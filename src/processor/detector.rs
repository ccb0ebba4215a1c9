//! Mood detector
//!
//! Owns the detection lifecycle:
//! - loads the models once, on construction
//! - starts the polling loop when the models are loaded and the camera has a
//!   frame, whichever happens last
//! - stops the loop and closes the state on teardown
//!
//! The UI holds one of these and reads [`MoodDetector::state`] every frame.

use super::backend::{shared, ExpressionBackend};
use super::loader::load_into_state;
use super::polling::{LoopPhase, PollingLoop, TickContext};
use crate::camera::FrameSource;
use crate::config::AppConfig;
use crate::state::{DetectorEvent, SharedDetectorState};
use crossbeam_channel::{bounded, Receiver};
use parking_lot::Mutex;
use std::sync::Arc;
use tokio::runtime::Handle;
use tokio::task::JoinHandle;
use tracing::{debug, info};

pub struct MoodDetector {
    runtime: Handle,
    ctx: TickContext,
    polling: Arc<Mutex<PollingLoop>>,
    event_rx: Receiver<DetectorEvent>,
    load_task: Option<JoinHandle<()>>,
    shut_down: bool,
}

impl MoodDetector {
    /// Create the detector and kick off model loading
    pub fn new(
        config: &AppConfig,
        backend: Box<dyn ExpressionBackend>,
        frames: Arc<dyn FrameSource>,
        runtime: Handle,
    ) -> Self {
        let (event_tx, event_rx) = bounded(config.detection.event_buffer);

        let ctx = TickContext {
            state: SharedDetectorState::new(),
            backend: shared(backend),
            frames,
            events: event_tx,
        };
        let polling = Arc::new(Mutex::new(PollingLoop::new(config.detection.interval())));

        let load_task = {
            let ctx = ctx.clone();
            let polling = Arc::clone(&polling);
            let models = config.models.clone();
            let handle = runtime.clone();

            runtime.spawn(async move {
                let loaded =
                    load_into_state(Arc::clone(&ctx.backend), models, &ctx.state).await;
                match loaded {
                    Ok(()) => {
                        let _ = ctx.events.try_send(DetectorEvent::StateChanged);
                        try_start(&polling, &handle, &ctx);
                    }
                    Err(e) => {
                        let _ = ctx.events.try_send(DetectorEvent::Error(e.user_message()));
                    }
                }
            })
        };

        Self {
            runtime,
            ctx,
            polling,
            event_rx,
            load_task: Some(load_task),
            shut_down: false,
        }
    }

    /// Start periodic detection
    ///
    /// No effect until the models are loaded and the camera delivers frames,
    /// and no effect while already running. Returns `true` if this call
    /// started the loop.
    pub fn start_detection(&self) -> bool {
        if self.shut_down {
            return false;
        }
        try_start(&self.polling, &self.runtime, &self.ctx)
    }

    /// Tell the detector the camera is delivering frames
    pub fn camera_ready(&self) -> bool {
        debug!("Camera reported ready");
        self.start_detection()
    }

    /// Stop detection for good
    ///
    /// Aborts the timer and model loading, and closes the state so a detection
    /// still running on the blocking pool cannot write its result.
    pub fn shutdown(&mut self) {
        if self.shut_down {
            return;
        }
        self.shut_down = true;

        self.polling.lock().stop();
        self.ctx.state.close();
        if let Some(task) = self.load_task.take() {
            task.abort();
        }
        let _ = self.ctx.events.try_send(DetectorEvent::Stopped);
        info!("Mood detector shut down");
    }

    pub fn state(&self) -> &SharedDetectorState {
        &self.ctx.state
    }

    /// Receiver for UI notifications
    pub fn events(&self) -> Receiver<DetectorEvent> {
        self.event_rx.clone()
    }

    /// Try to receive an event (non-blocking)
    pub fn try_recv_event(&self) -> Option<DetectorEvent> {
        self.event_rx.try_recv().ok()
    }

    pub fn loop_phase(&self) -> LoopPhase {
        self.polling.lock().phase()
    }

    pub fn is_polling(&self) -> bool {
        self.polling.lock().is_running()
    }

    /// Timer ticks fired so far
    pub fn tick_count(&self) -> u64 {
        self.polling.lock().tick_count()
    }

    /// Whether model loading has finished (either way)
    pub fn load_finished(&self) -> bool {
        self.load_task
            .as_ref()
            .map_or(true, |task| task.is_finished())
    }
}

impl Drop for MoodDetector {
    fn drop(&mut self) {
        self.shutdown();
    }
}

fn try_start(polling: &Mutex<PollingLoop>, runtime: &Handle, ctx: &TickContext) -> bool {
    if !ctx.state.can_detect() {
        debug!("Models not ready, detection not started");
        return false;
    }
    if ctx.frames.current_frame().is_none() {
        debug!("No camera frame yet, detection not started");
        return false;
    }
    polling.lock().start(runtime, ctx.clone())
}

#[cfg(test)]
mod tests {
    use super::*;
    use crate::camera::{FrameFeed, VideoFrame};
    use crate::config::ModelConfig;
    use crate::error::{MoodError, Result};
    use crate::mood::Expressions;
    use crate::processor::backend::UnavailableBackend;
    use crate::state::DetectionStatus;
    use std::time::Duration;

    struct FixedBackend {
        expressions: Option<Expressions>,
    }

    impl ExpressionBackend for FixedBackend {
        fn name(&self) -> &str {
            "fixed"
        }

        fn load_models(&mut self, _config: &ModelConfig) -> Result<()> {
            Ok(())
        }

        fn detect(&mut self, _frame: &VideoFrame) -> Result<Option<Expressions>> {
            Ok(self.expressions.clone())
        }
    }

    fn config() -> AppConfig {
        AppConfig::default().with_interval_ms(20)
    }

    fn live_feed() -> FrameFeed {
        let feed = FrameFeed::new();
        feed.publish(VideoFrame::new(2, 2, vec![60; 12]));
        feed
    }

    async fn wait_for_load(detector: &MoodDetector) {
        for _ in 0..100 {
            if detector.load_finished() {
                return;
            }
            tokio::time::sleep(Duration::from_millis(5)).await;
        }
        panic!("model loading did not finish");
    }

    #[tokio::test(flavor = "multi_thread", worker_threads = 2)]
    async fn test_load_failure_disables_detection() {
        let detector = MoodDetector::new(
            &config(),
            Box::new(UnavailableBackend),
            Arc::new(live_feed()),
            Handle::current(),
        );
        wait_for_load(&detector).await;

        assert_eq!(detector.state().status(), DetectionStatus::Error);
        assert!(!detector.start_detection());
        assert!(!detector.camera_ready());
        assert_eq!(detector.loop_phase(), LoopPhase::Idle);

        let events: Vec<_> = detector.events().try_iter().collect();
        assert!(matches!(events.as_slice(), [DetectorEvent::Error(_)]));
    }

    #[tokio::test(flavor = "multi_thread", worker_threads = 2)]
    async fn test_starts_after_load_when_camera_live() {
        let backend = FixedBackend {
            expressions: Some(Expressions::new().with("sad", 0.8).with("happy", 0.1)),
        };
        let detector = MoodDetector::new(
            &config(),
            Box::new(backend),
            Arc::new(live_feed()),
            Handle::current(),
        );
        wait_for_load(&detector).await;

        assert!(detector.is_polling());
        // Already running
        assert!(!detector.start_detection());

        tokio::time::sleep(Duration::from_millis(100)).await;
        let reading = detector.state().reading();
        assert_eq!(reading.mood.label(), "SAD");
        assert_eq!(reading.confidence, 80);
        assert_eq!(detector.state().status(), DetectionStatus::Scanning);
    }

    #[tokio::test(flavor = "multi_thread", worker_threads = 2)]
    async fn test_waits_for_camera() {
        let feed = FrameFeed::new();
        let detector = MoodDetector::new(
            &config(),
            Box::new(FixedBackend { expressions: None }),
            Arc::new(feed.clone()),
            Handle::current(),
        );
        wait_for_load(&detector).await;

        assert_eq!(detector.state().status(), DetectionStatus::Ready);
        assert!(!detector.is_polling());
        assert!(!detector.camera_ready());

        feed.publish(VideoFrame::new(1, 1, vec![0, 0, 0]));
        assert!(detector.camera_ready());

        tokio::time::sleep(Duration::from_millis(100)).await;
        assert_eq!(detector.state().reading().mood.label(), "NO FACE");
        assert_eq!(detector.state().reading().confidence, 0);
    }

    #[tokio::test(flavor = "multi_thread", worker_threads = 2)]
    async fn test_shutdown_stops_everything() {
        let mut detector = MoodDetector::new(
            &config(),
            Box::new(FixedBackend { expressions: None }),
            Arc::new(live_feed()),
            Handle::current(),
        );
        wait_for_load(&detector).await;
        assert!(detector.is_polling());

        detector.shutdown();

        assert_eq!(detector.loop_phase(), LoopPhase::Stopped);
        assert!(detector.state().is_closed());
        assert!(!detector.start_detection());

        tokio::time::sleep(Duration::from_millis(30)).await;
        let ticks = detector.tick_count();
        tokio::time::sleep(Duration::from_millis(100)).await;
        assert_eq!(detector.tick_count(), ticks);
    }

    #[tokio::test(flavor = "multi_thread", worker_threads = 2)]
    async fn test_load_error_is_reported_as_user_message() {
        let detector = MoodDetector::new(
            &config(),
            Box::new(UnavailableBackend),
            Arc::new(FrameFeed::new()),
            Handle::current(),
        );
        wait_for_load(&detector).await;

        let expected = MoodError::ModelLoadError(String::new()).user_message();
        assert_eq!(
            detector.try_recv_event(),
            Some(DetectorEvent::Error(expected))
        );
    }
}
■ ■ ■ ■ ■
ASSIGNMENT → Of the entries above, tally the lines with "runtime" in them. Only the total should be given.

TASK RESULT → 9